* TASK DIRECTIONS *
Reproduce only the top of the records, down to and including the line containing "goes out of".

──────────

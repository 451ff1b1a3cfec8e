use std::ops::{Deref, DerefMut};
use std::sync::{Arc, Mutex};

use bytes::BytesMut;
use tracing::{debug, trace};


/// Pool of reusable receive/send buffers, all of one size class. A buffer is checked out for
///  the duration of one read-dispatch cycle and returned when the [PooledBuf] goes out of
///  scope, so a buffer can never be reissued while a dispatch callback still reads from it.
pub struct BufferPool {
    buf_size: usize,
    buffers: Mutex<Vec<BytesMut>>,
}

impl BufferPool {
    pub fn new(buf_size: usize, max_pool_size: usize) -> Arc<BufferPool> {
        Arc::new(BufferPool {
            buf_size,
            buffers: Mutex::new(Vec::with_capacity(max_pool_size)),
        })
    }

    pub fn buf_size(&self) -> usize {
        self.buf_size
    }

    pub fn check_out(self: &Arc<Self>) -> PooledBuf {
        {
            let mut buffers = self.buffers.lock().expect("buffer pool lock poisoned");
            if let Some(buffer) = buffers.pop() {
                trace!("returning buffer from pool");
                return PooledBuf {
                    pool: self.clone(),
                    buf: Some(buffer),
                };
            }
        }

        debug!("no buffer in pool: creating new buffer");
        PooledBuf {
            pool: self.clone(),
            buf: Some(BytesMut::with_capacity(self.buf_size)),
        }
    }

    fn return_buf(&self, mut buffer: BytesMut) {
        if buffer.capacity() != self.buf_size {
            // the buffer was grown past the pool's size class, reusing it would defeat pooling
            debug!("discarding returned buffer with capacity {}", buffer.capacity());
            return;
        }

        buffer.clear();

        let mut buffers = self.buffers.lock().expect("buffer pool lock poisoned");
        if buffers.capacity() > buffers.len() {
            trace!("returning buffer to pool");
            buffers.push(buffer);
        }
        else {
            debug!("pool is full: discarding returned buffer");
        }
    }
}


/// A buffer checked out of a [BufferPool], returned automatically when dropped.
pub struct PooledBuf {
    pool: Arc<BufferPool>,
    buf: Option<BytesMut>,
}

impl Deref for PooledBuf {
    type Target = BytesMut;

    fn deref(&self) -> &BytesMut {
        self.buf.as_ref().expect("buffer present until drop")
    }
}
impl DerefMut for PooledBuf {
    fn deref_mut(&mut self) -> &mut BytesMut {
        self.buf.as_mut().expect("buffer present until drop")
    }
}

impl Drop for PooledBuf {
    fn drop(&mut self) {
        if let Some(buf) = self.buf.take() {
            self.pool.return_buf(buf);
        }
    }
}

──────────

* EXPECTED ANSWER *
repository 451ff1b1a3cfec8e
use std::ops::{Deref, DerefMut};
use std::sync::{Arc, Mutex};

use bytes::BytesMut;
use tracing::{debug, trace};


/// Pool of reusable receive/send buffers, all of one size class. A buffer is checked out for
///  the duration of one read-dispatch cycle and returned when the [PooledBuf] goes out of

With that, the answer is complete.